**WHAT YOU SHOULD DO:** State how many lines in the following entries contain the word "println". No other output.
START SUPPLIED MATERIAL
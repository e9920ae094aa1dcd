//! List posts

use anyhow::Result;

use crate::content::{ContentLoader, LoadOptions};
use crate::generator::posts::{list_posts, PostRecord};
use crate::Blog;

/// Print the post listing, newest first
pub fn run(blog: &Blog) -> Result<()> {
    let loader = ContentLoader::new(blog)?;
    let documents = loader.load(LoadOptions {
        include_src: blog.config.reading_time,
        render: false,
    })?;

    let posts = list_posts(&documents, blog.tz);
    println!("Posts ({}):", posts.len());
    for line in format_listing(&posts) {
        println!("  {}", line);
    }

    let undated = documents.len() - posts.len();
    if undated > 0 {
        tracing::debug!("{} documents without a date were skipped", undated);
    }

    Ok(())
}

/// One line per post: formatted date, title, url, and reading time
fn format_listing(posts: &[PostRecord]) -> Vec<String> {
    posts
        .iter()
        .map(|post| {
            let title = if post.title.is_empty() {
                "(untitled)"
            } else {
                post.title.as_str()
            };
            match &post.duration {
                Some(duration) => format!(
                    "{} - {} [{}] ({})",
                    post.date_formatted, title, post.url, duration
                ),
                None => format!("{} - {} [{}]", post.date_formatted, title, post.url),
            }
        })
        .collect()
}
END SUPPLIED MATERIAL
START SUPPLIED MATERIAL
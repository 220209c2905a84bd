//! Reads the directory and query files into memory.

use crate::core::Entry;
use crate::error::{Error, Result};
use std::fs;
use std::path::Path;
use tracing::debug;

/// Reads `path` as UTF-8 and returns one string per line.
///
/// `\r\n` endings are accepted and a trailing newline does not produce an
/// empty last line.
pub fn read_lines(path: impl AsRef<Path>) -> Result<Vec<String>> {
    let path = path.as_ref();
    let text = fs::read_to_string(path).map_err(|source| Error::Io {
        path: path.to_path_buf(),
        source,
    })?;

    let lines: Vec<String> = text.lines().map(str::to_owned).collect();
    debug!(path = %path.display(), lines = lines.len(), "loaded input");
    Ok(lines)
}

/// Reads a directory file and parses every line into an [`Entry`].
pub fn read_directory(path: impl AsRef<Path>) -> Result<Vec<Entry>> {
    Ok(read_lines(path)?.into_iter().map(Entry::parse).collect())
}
END SUPPLIED MATERIAL
**RESPONSE AREA:** 2